* [REQUIRED WORK]
Your answer must be one number: the count of lines below that include "reason".

---------- DATA SUPPLIED

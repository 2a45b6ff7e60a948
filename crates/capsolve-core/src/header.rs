//! Manifest style header clauses:
//! `name[;name...][;attr[:Type]=value][;directive:=value], ...`.

use thiserror::Error;

use crate::attrs::{AttrError, AttrValue, Attributes, Directives};

#[derive(Debug, Clone, PartialEq, Eq, Error)]
pub enum HeaderError {
    #[error("unterminated quote in header `{0}`")]
    UnterminatedQuote(String),
    #[error("clause `{0}` has parameters but no name")]
    MissingName(String),
    #[error("empty parameter key in clause `{0}`")]
    EmptyKey(String),
    #[error("attribute `{name}`: {source}")]
    Attribute {
        name: String,
        #[source]
        source: AttrError,
    },
}

#[derive(Debug, Clone, PartialEq, Eq, Default)]
pub struct Clause {
    pub name: String,
    pub attributes: Attributes,
    pub directives: Directives,
}

/// Parse a header into its clauses. A clause with several names
/// (`a;b;version=1`) yields one clause per name sharing the parameters.
pub fn parse_header(header: &str) -> Result<Vec<Clause>, HeaderError> {
    let mut clauses = Vec::new();
    for raw_clause in split_unquoted(header, ',')? {
        let raw_clause = raw_clause.trim();
        if raw_clause.is_empty() {
            continue;
        }
        let mut names = Vec::new();
        let mut attributes = Attributes::new();
        let mut directives = Directives::new();
        for part in split_unquoted(raw_clause, ';')? {
            let part = part.trim();
            if part.is_empty() {
                continue;
            }
            let Some(eq) = find_unquoted(part, '=') else {
                names.push(unquote(part).to_string());
                continue;
            };
            let (key, value) = (&part[..eq], unquote(part[eq + 1..].trim()));
            if let Some(directive) = key.strip_suffix(':') {
                let directive = directive.trim();
                if directive.is_empty() {
                    return Err(HeaderError::EmptyKey(raw_clause.to_string()));
                }
                directives.insert(directive, value);
                continue;
            }
            let (name, value) = match key.split_once(':') {
                Some((name, ty)) => {
                    let name = name.trim();
                    let typed =
                        AttrValue::parse_typed(ty, value).map_err(|source| HeaderError::Attribute {
                            name: name.to_string(),
                            source,
                        })?;
                    (name, typed)
                }
                None => (key.trim(), AttrValue::String(value.to_string())),
            };
            if name.is_empty() {
                return Err(HeaderError::EmptyKey(raw_clause.to_string()));
            }
            attributes.insert(name, value);
        }
        if names.is_empty() {
            return Err(HeaderError::MissingName(raw_clause.to_string()));
        }
        for name in names {
            clauses.push(Clause {
                name,
                attributes: attributes.clone(),
                directives: directives.clone(),
            });
        }
    }
    Ok(clauses)
}

fn split_unquoted(text: &str, separator: char) -> Result<Vec<&str>, HeaderError> {
    let mut parts = Vec::new();
    let mut start = 0;
    let mut quoted = false;
    for (idx, ch) in text.char_indices() {
        match ch {
            '"' => quoted = !quoted,
            c if c == separator && !quoted => {
                parts.push(&text[start..idx]);
                start = idx + c.len_utf8();
            }
            _ => {}
        }
    }
    if quoted {
        return Err(HeaderError::UnterminatedQuote(text.to_string()));
    }
    parts.push(&text[start..]);
    Ok(parts)
}

fn find_unquoted(text: &str, target: char) -> Option<usize> {
    let mut quoted = false;
    for (idx, ch) in text.char_indices() {
        if ch == '"' {
            quoted = !quoted;
        } else if ch == target && !quoted {
            return Some(idx);
        }
    }
    None
}

fn unquote(value: &str) -> &str {
    value
        .strip_prefix('"')
        .and_then(|rest| rest.strip_suffix('"'))
        .unwrap_or(value)
}

#[cfg(test)]
mod tests {
    use semver::Version;

    use super::*;

    #[test]
    fn parses_attributes_and_directives() {
        let clauses =
            parse_header(r#"com.x;version=1.2, osgi.ee;osgi.ee="JavaSE";version:Version="1.8";uses:="a,b""#)
                .unwrap();
        assert_eq!(clauses.len(), 2);
        assert_eq!(clauses[0].name, "com.x");
        assert_eq!(clauses[0].attributes.get("version"), Some(&AttrValue::from("1.2")));

        let ee = &clauses[1];
        assert_eq!(ee.attributes.get("osgi.ee"), Some(&AttrValue::from("JavaSE")));
        assert_eq!(
            ee.attributes.get("version"),
            Some(&AttrValue::Version(Version::new(1, 8, 0)))
        );
        assert_eq!(ee.directives.get("uses"), Some("a,b"));
    }

    #[test]
    fn shared_parameters_fan_out_to_every_name() {
        let clauses = parse_header("a;b;version=2").unwrap();
        assert_eq!(clauses.len(), 2);
        assert_eq!(clauses[1].name, "b");
        assert_eq!(clauses[1].attributes.get("version"), Some(&AttrValue::from("2")));
    }

    #[test]
    fn effective_skip_lists_stay_whole() {
        let clauses = parse_header(r#"active;skip:="osgi.service,osgi.extender", meta"#).unwrap();
        assert_eq!(clauses.len(), 2);
        assert_eq!(clauses[0].directives.get("skip"), Some("osgi.service,osgi.extender"));
        assert!(clauses[1].directives.is_empty());
    }

    #[test]
    fn empty_header_has_no_clauses() {
        assert!(parse_header("").unwrap().is_empty());
        assert!(parse_header(" , ").unwrap().is_empty());
    }

    #[test]
    fn malformed_headers_are_errors() {
        assert!(matches!(
            parse_header(r#"a;x="open"#),
            Err(HeaderError::UnterminatedQuote(_))
        ));
        assert!(matches!(parse_header("version=1"), Err(HeaderError::MissingName(_))));
        assert!(matches!(
            parse_header("a;version:Long=one"),
            Err(HeaderError::Attribute { .. })
        ));
    }
}
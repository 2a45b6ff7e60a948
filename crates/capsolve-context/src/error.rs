use capsolve_core::{FilterError, HeaderError, VersionError};
use thiserror::Error;

#[derive(Debug, Error)]
pub enum ResolveError {
    #[error("could not find framework {spec}")]
    FrameworkNotFound { spec: String },
    #[error("unknown execution environment `{0}`")]
    UnknownExecutionEnvironment(String),
    #[error(transparent)]
    InvalidVersion(#[from] VersionError),
    #[error(transparent)]
    InvalidFilter(#[from] FilterError),
    #[error(transparent)]
    InvalidHeader(#[from] HeaderError),
    #[error(transparent)]
    Repository(anyhow::Error),
    #[error(transparent)]
    Hook(anyhow::Error),
    #[error("resolution context initialization failed earlier; create a new context")]
    InitAborted,
}

pub type Result<T, E = ResolveError> = std::result::Result<T, E>;
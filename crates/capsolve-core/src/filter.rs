//! LDAP style filters as used by `filter:=` directives.
//!
//! Comparisons are typed by the attribute being tested: a `Version`
//! attribute compares the operand as a version, a `Long` as an integer, and
//! so on. List attributes match when any element does.

use std::cmp::Ordering;
use std::fmt;
use std::str::FromStr;

use thiserror::Error;

use crate::attrs::{AttrValue, Attributes};
use crate::version::coerce_version;

#[derive(Debug, Clone, PartialEq, Eq, Error)]
pub enum FilterError {
    #[error("empty filter")]
    Empty,
    #[error("invalid filter `{filter}` at offset {position}: {reason}")]
    Syntax {
        filter: String,
        position: usize,
        reason: &'static str,
    },
}

#[derive(Debug, Clone, PartialEq, Eq)]
pub enum Filter {
    And(Vec<Filter>),
    Or(Vec<Filter>),
    Not(Box<Filter>),
    Equal(String, String),
    Approx(String, String),
    GreaterEq(String, String),
    LessEq(String, String),
    Present(String),
    /// `attr=ini*any*fin`; the first and last parts may be empty.
    Substring(String, Vec<String>),
}

impl Filter {
    pub fn parse(raw: &str) -> Result<Self, FilterError> {
        let trimmed = raw.trim();
        if trimmed.is_empty() {
            return Err(FilterError::Empty);
        }
        let mut parser = Parser {
            source: trimmed,
            bytes: trimmed.as_bytes(),
            pos: 0,
        };
        let filter = parser.filter()?;
        parser.skip_ws();
        if parser.pos != parser.bytes.len() {
            return Err(parser.error("trailing characters after filter"));
        }
        Ok(filter)
    }

    pub fn matches(&self, attributes: &Attributes) -> bool {
        match self {
            Self::And(items) => items.iter().all(|item| item.matches(attributes)),
            Self::Or(items) => items.iter().any(|item| item.matches(attributes)),
            Self::Not(inner) => !inner.matches(attributes),
            Self::Present(attr) => attributes.get_ignore_case(attr).is_some(),
            Self::Equal(attr, operand) => lookup(attributes, attr, |value| {
                compare(value, operand) == Some(Ordering::Equal)
            }),
            Self::GreaterEq(attr, operand) => lookup(attributes, attr, |value| {
                matches!(
                    compare(value, operand),
                    Some(Ordering::Greater | Ordering::Equal)
                )
            }),
            Self::LessEq(attr, operand) => lookup(attributes, attr, |value| {
                matches!(
                    compare(value, operand),
                    Some(Ordering::Less | Ordering::Equal)
                )
            }),
            Self::Approx(attr, operand) => lookup(attributes, attr, |value| match value {
                AttrValue::String(text) => normalize_approx(text) == normalize_approx(operand),
                other => compare(other, operand) == Some(Ordering::Equal),
            }),
            Self::Substring(attr, parts) => lookup(attributes, attr, |value| match value {
                AttrValue::String(text) => substring_match(text, parts),
                _ => false,
            }),
        }
    }
}

impl FromStr for Filter {
    type Err = FilterError;

    fn from_str(value: &str) -> Result<Self, Self::Err> {
        Self::parse(value)
    }
}

impl fmt::Display for Filter {
    fn fmt(&self, f: &mut fmt::Formatter<'_>) -> fmt::Result {
        match self {
            Self::And(items) | Self::Or(items) => {
                f.write_str(if matches!(self, Self::And(_)) { "(&" } else { "(|" })?;
                for item in items {
                    write!(f, "{item}")?;
                }
                f.write_str(")")
            }
            Self::Not(inner) => write!(f, "(!{inner})"),
            Self::Equal(attr, value) => write!(f, "({attr}={})", escape_value(value)),
            Self::Approx(attr, value) => write!(f, "({attr}~={})", escape_value(value)),
            Self::GreaterEq(attr, value) => write!(f, "({attr}>={})", escape_value(value)),
            Self::LessEq(attr, value) => write!(f, "({attr}<={})", escape_value(value)),
            Self::Present(attr) => write!(f, "({attr}=*)"),
            Self::Substring(attr, parts) => {
                let rendered: Vec<String> = parts.iter().map(|part| escape_value(part)).collect();
                write!(f, "({attr}={})", rendered.join("*"))
            }
        }
    }
}

/// Escape the characters that carry meaning inside a filter value.
pub fn escape_value(value: &str) -> String {
    let mut escaped = String::with_capacity(value.len());
    for ch in value.chars() {
        if matches!(ch, '\\' | '(' | ')' | '*') {
            escaped.push('\\');
        }
        escaped.push(ch);
    }
    escaped
}

fn lookup(attributes: &Attributes, attr: &str, test: impl Fn(&AttrValue) -> bool) -> bool {
    match attributes.get_ignore_case(attr) {
        Some(AttrValue::List(items)) => items.iter().any(&test),
        Some(value) => test(value),
        None => false,
    }
}

/// Order the attribute value against the textual operand, interpreting the
/// operand with the attribute's type. `None` when the operand does not parse.
fn compare(value: &AttrValue, operand: &str) -> Option<Ordering> {
    match value {
        AttrValue::String(text) => Some(text.as_str().cmp(operand)),
        AttrValue::Long(long) => operand.trim().parse::<i64>().ok().map(|rhs| long.cmp(&rhs)),
        AttrValue::Double(double) => operand
            .trim()
            .parse::<f64>()
            .ok()
            .and_then(|rhs| double.partial_cmp(&rhs)),
        AttrValue::Version(version) => coerce_version(operand).ok().map(|rhs| version.cmp(&rhs)),
        AttrValue::List(items) => items.iter().find_map(|item| {
            compare(item, operand).filter(|ordering| *ordering == Ordering::Equal)
        }),
    }
}

fn normalize_approx(value: &str) -> String {
    value
        .chars()
        .filter(|c| !c.is_whitespace())
        .flat_map(char::to_lowercase)
        .collect()
}

fn substring_match(text: &str, parts: &[String]) -> bool {
    let Some((first, rest)) = parts.split_first() else {
        return false;
    };
    let Some(mut remaining) = text.strip_prefix(first.as_str()) else {
        return false;
    };
    let Some((last, middle)) = rest.split_last() else {
        return remaining.is_empty();
    };
    for part in middle {
        match remaining.find(part.as_str()) {
            Some(idx) => remaining = &remaining[idx + part.len()..],
            None => return false,
        }
    }
    remaining.ends_with(last.as_str())
}

struct Parser<'a> {
    source: &'a str,
    bytes: &'a [u8],
    pos: usize,
}

impl Parser<'_> {
    fn error(&self, reason: &'static str) -> FilterError {
        FilterError::Syntax {
            filter: self.source.to_string(),
            position: self.pos,
            reason,
        }
    }

    fn peek(&self) -> Option<u8> {
        self.bytes.get(self.pos).copied()
    }

    fn skip_ws(&mut self) {
        while self.peek().is_some_and(|b| b.is_ascii_whitespace()) {
            self.pos += 1;
        }
    }

    fn expect(&mut self, byte: u8, reason: &'static str) -> Result<(), FilterError> {
        if self.peek() == Some(byte) {
            self.pos += 1;
            Ok(())
        } else {
            Err(self.error(reason))
        }
    }

    fn filter(&mut self) -> Result<Filter, FilterError> {
        self.skip_ws();
        self.expect(b'(', "expected `(`")?;
        self.skip_ws();
        let filter = match self.peek() {
            Some(b'&') => {
                self.pos += 1;
                Filter::And(self.filter_list()?)
            }
            Some(b'|') => {
                self.pos += 1;
                Filter::Or(self.filter_list()?)
            }
            Some(b'!') => {
                self.pos += 1;
                Filter::Not(Box::new(self.filter()?))
            }
            Some(_) => self.item()?,
            None => return Err(self.error("unexpected end of filter")),
        };
        self.skip_ws();
        self.expect(b')', "expected `)`")?;
        Ok(filter)
    }

    fn filter_list(&mut self) -> Result<Vec<Filter>, FilterError> {
        let mut items = Vec::new();
        loop {
            self.skip_ws();
            if self.peek() != Some(b'(') {
                break;
            }
            items.push(self.filter()?);
        }
        if items.is_empty() {
            return Err(self.error("empty filter list"));
        }
        Ok(items)
    }

    fn item(&mut self) -> Result<Filter, FilterError> {
        let start = self.pos;
        while let Some(b) = self.peek() {
            if matches!(b, b'=' | b'~' | b'<' | b'>' | b'(' | b')') {
                break;
            }
            self.pos += 1;
        }
        let attr = self.source[start..self.pos].trim().to_string();
        if attr.is_empty() {
            return Err(self.error("missing attribute name"));
        }
        let op = match self.peek() {
            Some(b'=') => {
                self.pos += 1;
                b'='
            }
            Some(op @ (b'~' | b'<' | b'>')) => {
                self.pos += 1;
                self.expect(b'=', "expected `=` after comparison operator")?;
                op
            }
            _ => return Err(self.error("expected comparison operator")),
        };
        let parts = self.value()?;
        match op {
            b'=' => Ok(match parts.as_slice() {
                [single] => Filter::Equal(attr, single.clone()),
                [first, last] if first.is_empty() && last.is_empty() => Filter::Present(attr),
                _ => Filter::Substring(attr, parts),
            }),
            _ => {
                let [value] = parts.as_slice() else {
                    return Err(self.error("wildcard only allowed with `=`"));
                };
                let value = value.clone();
                Ok(match op {
                    b'~' => Filter::Approx(attr, value),
                    b'<' => Filter::LessEq(attr, value),
                    _ => Filter::GreaterEq(attr, value),
                })
            }
        }
    }

    /// Read a value up to the closing `)`, splitting on unescaped `*`.
    fn value(&mut self) -> Result<Vec<String>, FilterError> {
        let mut parts = Vec::new();
        let mut current = Vec::new();
        loop {
            match self.peek() {
                None => return Err(self.error("unterminated value")),
                Some(b')') => break,
                Some(b'(') => return Err(self.error("unescaped `(` in value")),
                Some(b'*') => {
                    self.pos += 1;
                    parts.push(self.take_text(&mut current)?);
                }
                Some(b'\\') => {
                    self.pos += 1;
                    let Some(escaped) = self.peek() else {
                        return Err(self.error("dangling escape"));
                    };
                    current.push(escaped);
                    self.pos += 1;
                }
                Some(b) => {
                    current.push(b);
                    self.pos += 1;
                }
            }
        }
        parts.push(self.take_text(&mut current)?);
        Ok(parts)
    }

    fn take_text(&self, buf: &mut Vec<u8>) -> Result<String, FilterError> {
        String::from_utf8(std::mem::take(buf)).map_err(|_| self.error("invalid utf-8 in value"))
    }
}

#[cfg(test)]
mod tests {
    use proptest::prelude::*;
    use semver::Version;

    use super::*;

    fn attrs(entries: &[(&str, AttrValue)]) -> Attributes {
        entries
            .iter()
            .map(|(name, value)| (name.to_string(), value.clone()))
            .collect()
    }

    #[test]
    fn parses_nested_expressions() {
        let filter = Filter::parse("(&(osgi.wiring.package=com.x)(!(version>=2.0)))").unwrap();
        assert_eq!(
            filter,
            Filter::And(vec![
                Filter::Equal("osgi.wiring.package".into(), "com.x".into()),
                Filter::Not(Box::new(Filter::GreaterEq("version".into(), "2.0".into()))),
            ])
        );
    }

    #[test]
    fn version_attributes_compare_as_versions() {
        let capability = attrs(&[
            ("osgi.wiring.package", "com.x".into()),
            ("version", Version::new(1, 10, 0).into()),
        ]);
        let filter = Filter::parse("(&(osgi.wiring.package=com.x)(version>=1.9)(!(version>=2)))")
            .unwrap();
        assert!(filter.matches(&capability));
        assert!(!Filter::parse("(version>=1.11)").unwrap().matches(&capability));
        assert!(Filter::parse("(version=1.10.0)").unwrap().matches(&capability));
    }

    #[test]
    fn list_attributes_match_any_element() {
        let capability = attrs(&[(
            "osgi.ee",
            AttrValue::List(vec!["JavaSE".into(), "J2SE-1.5".into()]),
        )]);
        assert!(Filter::parse("(osgi.ee=J2SE-1.5)").unwrap().matches(&capability));
        assert!(!Filter::parse("(osgi.ee=J2SE-1.4)").unwrap().matches(&capability));
    }

    #[test]
    fn presence_substring_and_approx() {
        let capability = attrs(&[("osgi.identity", "org.example.api".into())]);
        assert!(Filter::parse("(osgi.identity=*)").unwrap().matches(&capability));
        assert!(Filter::parse("(osgi.identity=org.*.api)").unwrap().matches(&capability));
        assert!(!Filter::parse("(osgi.identity=com.*)").unwrap().matches(&capability));
        assert!(Filter::parse("(osgi.identity~=ORG.Example.API)").unwrap().matches(&capability));
        assert!(!Filter::parse("(missing=*)").unwrap().matches(&capability));
    }

    #[test]
    fn attribute_names_match_case_insensitively() {
        let capability = attrs(&[("Bundle-Version", Version::new(1, 0, 0).into())]);
        assert!(Filter::parse("(bundle-version>=1.0)").unwrap().matches(&capability));
    }

    #[test]
    fn escaped_characters_survive() {
        let filter = Filter::parse(r"(name=a\(b\)\*c)").unwrap();
        assert_eq!(filter, Filter::Equal("name".into(), "a(b)*c".into()));
        assert_eq!(filter.to_string(), r"(name=a\(b\)\*c)");
    }

    #[test]
    fn malformed_filters_are_rejected() {
        assert_eq!(Filter::parse("  "), Err(FilterError::Empty));
        for raw in ["name=x", "(name=x", "(&)", "(=x)", "(a>=b*)", "(a=x))", "(a=x\\"] {
            assert!(Filter::parse(raw).is_err(), "{raw} should not parse");
        }
    }

    fn leaf() -> impl Strategy<Value = Filter> {
        let name = "[a-z][a-z.\\-]{0,8}";
        let value = "[a-zA-Z0-9.()*\\\\]{1,8}";
        prop_oneof![
            (name, value).prop_map(|(a, v)| Filter::Equal(a, v)),
            (name, value).prop_map(|(a, v)| Filter::GreaterEq(a, v)),
            (name, value).prop_map(|(a, v)| Filter::LessEq(a, v)),
            name.prop_map(Filter::Present),
        ]
    }

    fn tree() -> impl Strategy<Value = Filter> {
        leaf().prop_recursive(3, 16, 4, |inner| {
            prop_oneof![
                prop::collection::vec(inner.clone(), 1..4).prop_map(Filter::And),
                prop::collection::vec(inner.clone(), 1..4).prop_map(Filter::Or),
                inner.prop_map(|f| Filter::Not(Box::new(f))),
            ]
        })
    }

    proptest! {
        #[test]
        fn rendered_filters_parse_back(filter in tree()) {
            let rendered = filter.to_string();
            prop_assert_eq!(Filter::parse(&rendered), Ok(filter));
        }
    }
}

--------------------

* [TASK ANSWER]
6